This little NF project facilitates automated graceful rebuild the compute nodes in the SGE cluster (in the event of rolling out updated OS image). In a high level, this workflow scans the compute nodes inside a given SGE queue, and detects if it is running outdated OS image. Then it does scheduling and marking the nodes that should be decommissioned for rebuild, and keeps track of the overall progress.
Note that, the actual decommission/reboot is actioned by R2D2, when it detects the marker.
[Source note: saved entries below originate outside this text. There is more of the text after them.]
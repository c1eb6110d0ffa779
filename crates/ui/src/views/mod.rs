mod quiz;
mod state;

#[cfg(test)]
mod test_harness;
#[cfg(test)]
mod view_smoke;

pub use quiz::QuizView;
pub use state::{view_state_from_resource, ViewError, ViewState};
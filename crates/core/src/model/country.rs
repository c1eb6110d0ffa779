use serde::{Deserialize, Serialize};
use thiserror::Error;
use url::Url;

#[derive(Debug, Error, Clone, PartialEq, Eq)]
#[non_exhaustive]
pub enum CountryError {
    #[error("country name is empty")]
    EmptyName,

    #[error("flag url is not a valid url: {raw}")]
    InvalidFlagUrl { raw: String },
}

/// A country as used by the quiz: a display name and a flag image URL.
///
/// Construction validates both fields, so everything downstream (sampling,
/// question building, rendering) can rely on them being present and
/// well-formed.
#[derive(Debug, Clone, PartialEq, Eq, Serialize, Deserialize)]
pub struct Country {
    name: String,
    flag_url: Url,
}

impl Country {
    /// Build a country from raw API fields.
    ///
    /// # Errors
    ///
    /// Returns `CountryError::EmptyName` if the name is empty or whitespace.
    /// Returns `CountryError::InvalidFlagUrl` if the flag URL does not parse.
    pub fn new(name: impl Into<String>, flag_url: &str) -> Result<Self, CountryError> {
        let name = name.into();
        if name.trim().is_empty() {
            return Err(CountryError::EmptyName);
        }
        let flag_url = Url::parse(flag_url).map_err(|_| CountryError::InvalidFlagUrl {
            raw: flag_url.to_string(),
        })?;

        Ok(Self { name, flag_url })
    }

    #[must_use]
    pub fn name(&self) -> &str {
        &self.name
    }

    #[must_use]
    pub fn flag_url(&self) -> &Url {
        &self.flag_url
    }
}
The BLUEFISH project (together with the HPC management toolkit) then handles the actual node rebuild.
# maybe good to clean up the stuff generated by previous run:
$ rm -rf work/
# Note the failed runs is how NF reacts based on the script exit code,
# and it is purely intentional when the script detects a node is running
# outdated OS image.
$ nextflow run vd_run_rebuild_sge.nf --sgeQueue "short.q"
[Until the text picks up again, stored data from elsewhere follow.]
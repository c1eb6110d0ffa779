use chrono::{DateTime, Utc};
use thiserror::Error;

use crate::model::AnswerOutcome;

#[derive(Debug, Error, Clone, PartialEq, Eq)]
#[non_exhaustive]
pub enum QuizSummaryError {
    #[error("completed_at is before started_at")]
    InvalidTimeRange,

    #[error("quiz has {unanswered} unanswered questions")]
    Unsettled { unanswered: usize },

    #[error("score ({score}) does not match correct outcomes ({correct})")]
    ScoreMismatch { score: u32, correct: u32 },
}

/// Aggregate result of a completed quiz.
#[derive(Debug, Clone, PartialEq, Eq)]
pub struct QuizSummary {
    started_at: DateTime<Utc>,
    completed_at: DateTime<Utc>,
    total: u32,
    correct: u32,
    incorrect: u32,
}

impl QuizSummary {
    /// Build a summary from the per-question outcome array.
    ///
    /// The caller's running score is cross-checked against the outcomes so a
    /// drifted counter cannot reach the results screen.
    ///
    /// # Errors
    ///
    /// Returns `QuizSummaryError::InvalidTimeRange` if `completed_at` is
    /// before `started_at`.
    /// Returns `QuizSummaryError::Unsettled` if any outcome is still
    /// `Unanswered`.
    /// Returns `QuizSummaryError::ScoreMismatch` if `score` disagrees with
    /// the number of `Correct` outcomes.
    pub fn from_outcomes(
        started_at: DateTime<Utc>,
        completed_at: DateTime<Utc>,
        outcomes: &[AnswerOutcome],
        score: u32,
    ) -> Result<Self, QuizSummaryError> {
        if completed_at < started_at {
            return Err(QuizSummaryError::InvalidTimeRange);
        }

        let unanswered = outcomes.iter().filter(|o| !o.is_settled()).count();
        if unanswered > 0 {
            return Err(QuizSummaryError::Unsettled { unanswered });
        }

        let correct = u32::try_from(outcomes.iter().filter(|o| o.is_correct()).count())
            .unwrap_or(u32::MAX);
        if correct != score {
            return Err(QuizSummaryError::ScoreMismatch { score, correct });
        }
        let total = u32::try_from(outcomes.len()).unwrap_or(u32::MAX);

        Ok(Self {
            started_at,
            completed_at,
            total,
            correct,
            incorrect: total - correct,
        })
    }

    #[must_use]
    pub fn started_at(&self) -> DateTime<Utc> {
        self.started_at
    }

    #[must_use]
    pub fn completed_at(&self) -> DateTime<Utc> {
        self.completed_at
    }

    #[must_use]
    pub fn total(&self) -> u32 {
        self.total
    }

    #[must_use]
    pub fn correct(&self) -> u32 {
        self.correct
    }

    #[must_use]
    pub fn incorrect(&self) -> u32 {
        self.incorrect
    }
}

#[cfg(test)]
mod tests {
    use super::*;
    use crate::time::fixed_now;

    #[test]
    fn summary_counts_outcomes() {
        let now = fixed_now();
        let outcomes = [
            AnswerOutcome::Correct,
            AnswerOutcome::Incorrect,
            AnswerOutcome::Correct,
        ];

        let summary = QuizSummary::from_outcomes(now, now, &outcomes, 2).unwrap();

        assert_eq!(summary.total(), 3);
        assert_eq!(summary.correct(), 2);
        assert_eq!(summary.incorrect(), 1);
    }

    #[test]
    fn unanswered_outcome_is_rejected() {
        let now = fixed_now();
        let outcomes = [AnswerOutcome::Correct, AnswerOutcome::Unanswered];

        let err = QuizSummary::from_outcomes(now, now, &outcomes, 1).unwrap_err();
        assert_eq!(err, QuizSummaryError::Unsettled { unanswered: 1 });
    }

    #[test]
    fn drifted_score_is_rejected() {
        let now = fixed_now();
        let outcomes = [AnswerOutcome::Correct, AnswerOutcome::Incorrect];

        let err = QuizSummary::from_outcomes(now, now, &outcomes, 2).unwrap_err();
        assert_eq!(err, QuizSummaryError::ScoreMismatch { score: 2, correct: 1 });
    }

    #[test]
    fn inverted_time_range_is_rejected() {
        let now = fixed_now();
        let earlier = now - chrono::Duration::seconds(30);

        let err = QuizSummary::from_outcomes(now, earlier, &[], 0).unwrap_err();
        assert_eq!(err, QuizSummaryError::InvalidTimeRange);
    }
}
N E X T F L O W ~ version 21.04.1
Launching `vd_run_rebuild_sge.nf` [chaotic_carson] - revision: 90d291decd
V E D A - N F S G E R E B U I L D E R
==========================================
sgeQueue : short.q
safe : % of completed nodes > 0.50
done : % of completed nodes = 1
survival : % of disabled nodes <= 0.50
Log : /tmp/vd_progress_check_sge.log
executor > local (288)
executor > local (288)
[51/53e95b] process > progressCheck [100%] 1 of 1 ✔
[0d/9718b6] process > checkSurvival (92) [100%] 92 of 92
[2c/cc5f23] process > findMismatch (92) [100%] 92 of 92, failed: 92
[ae/f41cda] process > disable (94) [100%] 94 of 94, failed: 9
[88/f1b6fd] process > rebuild (9) [100%] 9 of 9
The overall process time highly depends on how busy the cluster is.